Başbakan, birkaç kez başkanlık sisteminin tartışılması gerektiğini söyledi. Böyle radikal bir siyasi ve idari sistem değişikliğine taraftar olduğunu da açıkça belirtti.
Bu açıklamalarının her birinin ardından birkaç AKP’liden daha “destek” açıklamaları geliyor, birkaç yorum yayınlanıyor, sonra da konu bir kenara alınıyor.
İktidar partisinin kuvvetli liderinin bu kadar açık tavır aldığı ve neredeyse “hayati” denilebilecek bir konu ortaya çıktığında toplumda ve siyasette bir karşılığının olması gerekir.
Ama olmuyor. Üniversiteler var, anayasa hukuku kürsüleri var, idare hukuku kürsüleri var, siyaset tarihçileri var; böyle bir değişiklik gündeme geldiğinde konuyu didik didik etmeleri beklenir.
Sivil toplum örgütleri var, hukukçu örgütleri var, barolar var. Bunların da konuyu enine boyuna tartışmaları beklenir. Kimse kımıldamıyor.
Son olarak Meclis komisyonuna AKP’li üyeler bir teklif getirdi, o teklif üzerine bile doğru dürüst bir tartışma yaşanmadı. Bunun anlamı, toplumda, sivil toplumda böyle bir değişiklik fikrinin bir yansıması olmamasıdır.
İlgisizliğin nedenlerinden biri, toplumun bütün kesimlerinin önceliğinde “asıl mesele”nin bütün ağırlığıyla varlığını sürdürmesi olabilir.

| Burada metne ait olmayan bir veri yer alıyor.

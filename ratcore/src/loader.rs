//! Reads a maze from text.
//!
//! The format is two whitespace separated counts, rows then columns, followed
//! by `rows * cols` cell characters. Whitespace between cells is ignored, so
//! the maze may be laid out one row per line or all on one line.
//!
//! Characters other than `1`, `0`, `.`, `m` and `e` don't stop the load, they
//! are turned into visited cells and reported.

use std::{io::Read, iter::Peekable, str::Chars};

use crate::{
    dims::Cell,
    error::LoadError,
    grid::{CellState, Grid},
    invariants::InvariantChecker,
};

/// Character that was replaced while loading.
#[derive(Debug, Clone, Copy, PartialEq, Eq)]
pub struct Substitution {
    pub cell: Cell,
    pub found: char,
}

#[derive(Debug, Clone, Default, PartialEq, Eq)]
pub struct LoadReport {
    pub substitutions: Vec<Substitution>,
}

impl LoadReport {
    pub fn is_clean(&self) -> bool {
        self.substitutions.is_empty()
    }
}

pub fn load<R: Read>(mut reader: R) -> Result<(Grid, LoadReport), LoadError> {
    let mut input = Vec::new();
    reader.read_to_end(&mut input)?;
    // bytes that aren't UTF-8 become U+FFFD and get substituted like any other bad cell
    load_str(&String::from_utf8_lossy(&input))
}

pub fn load_str(input: &str) -> Result<(Grid, LoadReport), LoadError> {
    let mut chars = input.chars().peekable();

    let rows = next_count(&mut chars, "row")?;
    let cols = next_count(&mut chars, "column")?;
    let mut grid = Grid::new(rows, cols)?;
    let mut report = LoadReport::default();

    let expected = rows * cols;
    for (read, pos) in Cell::iter_fill(rows, cols).enumerate() {
        let ch = chars
            .by_ref()
            .find(|c| !c.is_whitespace())
            .ok_or(LoadError::UnexpectedEnd { read, expected })?;

        let state = CellState::from_char(ch).unwrap_or_else(|| {
            log::warn!(
                "Invalid character {:?} at {}, treating it as visited",
                ch,
                pos
            );
            report.substitutions.push(Substitution {
                cell: pos,
                found: ch,
            });
            CellState::Visited
        });
        grid.set(pos, state)?;
    }

    if chars.any(|c| !c.is_whitespace()) {
        log::debug!("Ignoring input after the last maze cell");
    }

    for state in [CellState::MouseStart, CellState::Exit] {
        let count = grid.count(state);
        if count != 1 {
            return Err(LoadError::EndpointCount { state, count });
        }
    }

    InvariantChecker::default().check_grid(&grid)?;
    log::debug!(
        "Loaded {}x{} maze, {} substitution(s)",
        rows,
        cols,
        report.substitutions.len()
    );

    Ok((grid, report))
}

fn next_count(chars: &mut Peekable<Chars>, what: &'static str) -> Result<usize, LoadError> {
    while chars.next_if(|c| c.is_whitespace()).is_some() {}

    if chars.peek().is_none() {
        return Err(LoadError::MissingDimension(what));
    }

    // the count ends at the first non-digit, whatever follows is left for the cells
    let mut digits = String::new();
    while let Some(c) = chars.next_if(|c| c.is_ascii_digit()) {
        digits.push(c);
    }

    if digits.is_empty() {
        let mut token = String::new();
        while let Some(c) = chars.next_if(|c| !c.is_whitespace()) {
            token.push(c);
        }
        return Err(LoadError::InvalidDimension { what, token });
    }

    digits.parse().map_err(|_| LoadError::InvalidDimension {
        what,
        token: digits.clone(),
    })
}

Bu kadar radikal bir siyasi ve idari değişim ihtimalinin düşüklüğü de olabilir.
Şu andaki siyasi yapı bellidir ve bu yapıdan başkanlık sistemini de içeren bir anayasa çıkması gerçekten olağanüstü düşük bir ihtimaldir.
CHP’nin de, MHP’nin de, BDP’nin de parti olarak bu değişime destek vermeleri mümkün görülmüyor. Meclis aritmetiğinden, referandumsuz ya da referandumlu değişiklik için destek sağlanmasının tek “pratik” yolu “transfer”dir.

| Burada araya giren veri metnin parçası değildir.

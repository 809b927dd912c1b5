use colored::Color;
use ratcore::{grid::CellState, invariants::CheckLevel};
use ron::{self, extensions::Extensions};
use serde::{Deserialize, Serialize};
use std::{
    fs, io,
    path::{Path, PathBuf},
};

const DEFAULT_SETTINGS: &str = include_str!("./default_settings.ron");

#[derive(thiserror::Error, Debug)]
pub enum SettingsError {
    #[error("Failed to read/write settings file: {0}")]
    Io(#[from] io::Error),
    #[error("Failed to parse settings file: {0}")]
    Ron(#[from] ron::error::SpannedError),
}

#[derive(Debug, Clone, PartialEq, Eq, Serialize, Deserialize)]
pub struct ColorScheme {
    pub wall: String,
    pub open: String,
    pub visited: String,
    pub mouse: String,
    pub exit: String,
}

impl ColorScheme {
    pub fn color_of(&self, state: CellState) -> Color {
        let name = match state {
            CellState::Wall => &self.wall,
            CellState::Open => &self.open,
            CellState::Visited => &self.visited,
            CellState::MouseStart => &self.mouse,
            CellState::Exit => &self.exit,
        };

        name.parse().unwrap_or_else(|_| {
            log::warn!("Unknown color {:?}, using white", name);
            Color::White
        })
    }
}

impl Default for ColorScheme {
    fn default() -> Self {
        ColorScheme {
            wall: "bright black".into(),
            open: "white".into(),
            visited: "yellow".into(),
            mouse: "green".into(),
            exit: "red".into(),
        }
    }
}

#[derive(Debug, Default, Clone, PartialEq, Eq, Serialize, Deserialize)]
pub struct Settings {
    #[serde(default)]
    pub trace: Option<bool>,
    #[serde(default)]
    pub color: Option<bool>,
    #[serde(default)]
    pub log_level: Option<String>,
    #[serde(default)]
    pub deep_checks: Option<bool>,
    #[serde(default)]
    pub color_scheme: Option<ColorScheme>,
}

impl Settings {
    pub fn new() -> Self {
        Self::default()
    }

    pub fn set_trace(mut self, value: bool) -> Self {
        self.trace = Some(value);
        self
    }

    pub fn get_trace(&self) -> bool {
        self.trace.unwrap_or(true)
    }

    pub fn set_color(mut self, value: bool) -> Self {
        self.color = Some(value);
        self
    }

    pub fn get_color(&self) -> bool {
        self.color.unwrap_or_default()
    }

    pub fn set_log_level(mut self, value: impl Into<String>) -> Self {
        self.log_level = Some(value.into());
        self
    }

    pub fn get_log_level(&self) -> log::LevelFilter {
        match self.log_level.as_deref().map(str::parse::<log::LevelFilter>) {
            None => log::LevelFilter::Warn,
            Some(Ok(level)) => level,
            Some(Err(_)) => {
                log::warn!("Invalid log level {:?}, using warn", self.log_level);
                log::LevelFilter::Warn
            }
        }
    }

    pub fn set_deep_checks(mut self, value: bool) -> Self {
        self.deep_checks = Some(value);
        self
    }

    pub fn get_check_level(&self) -> CheckLevel {
        self.deep_checks
            .map(CheckLevel::from_deep)
            .unwrap_or_default()
    }

    pub fn get_color_scheme(&self) -> ColorScheme {
        self.color_scheme.clone().unwrap_or_default()
    }

    pub fn default_path() -> PathBuf {
        dirs::config_dir()
            .unwrap_or_else(|| PathBuf::from("."))
            .join("ratmaze")
            .join("settings.ron")
    }

    pub fn defaults() -> Result<Self, SettingsError> {
        Self::parse(DEFAULT_SETTINGS)
    }

    pub fn parse(s: &str) -> Result<Self, SettingsError> {
        let options = ron::Options::default().with_default_extension(Extensions::IMPLICIT_SOME);
        Ok(options.from_str(s)?)
    }

    /// Loads settings from `path`, falling back to the defaults when there's no such file.
    pub fn load(path: &Path) -> Result<Self, SettingsError> {
        match fs::read_to_string(path) {
            Ok(s) => Self::parse(&s),
            Err(err) if err.kind() == io::ErrorKind::NotFound => {
                log::debug!("No settings at {:?}, using defaults", path);
                Self::defaults()
            }
            Err(err) => Err(err.into()),
        }
    }

    pub fn reset_config(path: &Path) -> Result<(), SettingsError> {
        if let Some(parent) = path.parent() {
            fs::create_dir_all(parent)?;
        }
        fs::write(path, DEFAULT_SETTINGS)?;
        Ok(())
    }
}

#[cfg(test)]
mod tests {
    use super::*;

    #[test]
    fn default_settings_parse() {
        let settings = Settings::defaults().unwrap();
        assert!(settings.get_trace());
        assert!(!settings.get_color());
        assert_eq!(settings.get_log_level(), log::LevelFilter::Warn);
        assert_eq!(settings.deep_checks, None);
        assert_eq!(settings.get_color_scheme(), ColorScheme::default());
    }

    #[test]
    fn implicit_some() {
        let settings = Settings::parse("(trace: false, deep_checks: true)").unwrap();
        assert!(!settings.get_trace());
        assert_eq!(settings.get_check_level(), CheckLevel::Full);
        assert_eq!(settings.color_scheme, None);
    }

    #[test]
    fn builders() {
        let settings = Settings::new()
            .set_trace(false)
            .set_color(true)
            .set_deep_checks(false)
            .set_log_level("debug");
        assert!(!settings.get_trace());
        assert!(settings.get_color());
        assert_eq!(settings.get_check_level(), CheckLevel::Structural);
        assert_eq!(settings.get_log_level(), log::LevelFilter::Debug);
    }

    #[test]
    fn bad_values() {
        assert!(Settings::parse("(trace: 3)").is_err());
        let settings = Settings::parse(r#"(log_level: "loud")"#).unwrap();
        assert_eq!(settings.get_log_level(), log::LevelFilter::Warn);
    }

    #[test]
    fn scheme_colors() {
        let scheme = ColorScheme {
            wall: "blue".into(),
            ..Default::default()
        };
        assert_eq!(scheme.color_of(CellState::Wall), Color::Blue);
        assert_eq!(scheme.color_of(CellState::Exit), Color::Red);
        assert_eq!(scheme.color_of(CellState::Visited), Color::Yellow);
    }

    #[test]
    fn missing_file_means_defaults() {
        let path = std::env::temp_dir().join("ratmaze-no-such-dir/settings.ron");
        assert_eq!(Settings::load(&path).unwrap(), Settings::defaults().unwrap());
    }
}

Ancak üç muhalefet partisinden üçer beşer vekil bir anda “aslında AKP’ye daha yakın olduklarının farkına varır“ ve parti değiştirirse gerekli sayıya ulaşılabilir. Böyle bir çözüm de AKP’nin ve bütün siyasi yapının itibarının sıfırlanması olacağına göre AKP’nin böyle bir zorlamaya gitmesi de son derece düşük ihtimaldir.

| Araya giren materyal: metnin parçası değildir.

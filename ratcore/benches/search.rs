use criterion::{black_box, criterion_group, criterion_main, Criterion};
use ratcore::{
    dims::Cell,
    grid::{CellState, Grid},
    invariants::CheckLevel,
    solver::{NoObserver, Search},
};

/// Serpentine corridor covering the whole board, the exit at its far end.
fn serpentine() -> Grid {
    let mut grid = Grid::new(20, 20).unwrap();
    for row in (1..20).step_by(2) {
        for col in 0..20 {
            grid.set(Cell(row, col), CellState::Wall).unwrap();
        }
        let gap = if row % 4 == 1 { 19 } else { 0 };
        grid.set(Cell(row, gap), CellState::Open).unwrap();
    }
    grid.set(Cell(0, 0), CellState::MouseStart).unwrap();
    grid.set(Cell(19, 19), CellState::Exit).unwrap();
    grid
}

pub fn serpentine_structural(c: &mut Criterion) {
    let grid = serpentine();
    c.bench_function("serpentine_structural", |b| {
        b.iter(|| {
            let mut search = Search::new(black_box(grid.clone()), CheckLevel::Structural).unwrap();
            search.run(&mut NoObserver).unwrap()
        })
    });
}

pub fn serpentine_full_checks(c: &mut Criterion) {
    let grid = serpentine();
    c.bench_function("serpentine_full_checks", |b| {
        b.iter(|| {
            let mut search = Search::new(black_box(grid.clone()), CheckLevel::Full).unwrap();
            search.run(&mut NoObserver).unwrap()
        })
    });
}

criterion_group! {name = benches; config = Criterion::default().sample_size(10); targets = serpentine_structural, serpentine_full_checks}
criterion_main!(benches);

Bunlardan çıkacak bir tek sonuç var: AKP başkanlık sistemi meselesini gündeme getirmez ve medeni bir anayasa öncelik verirse toplumun beklentilerine de cevap vermiş olur.
Yerel seçimlerin erkene alınması gibi görece basit bir konunun Meclis’te çözülememiş olması herhalde AKP kurmaylarına “gerçek durum”u da göstermiştir.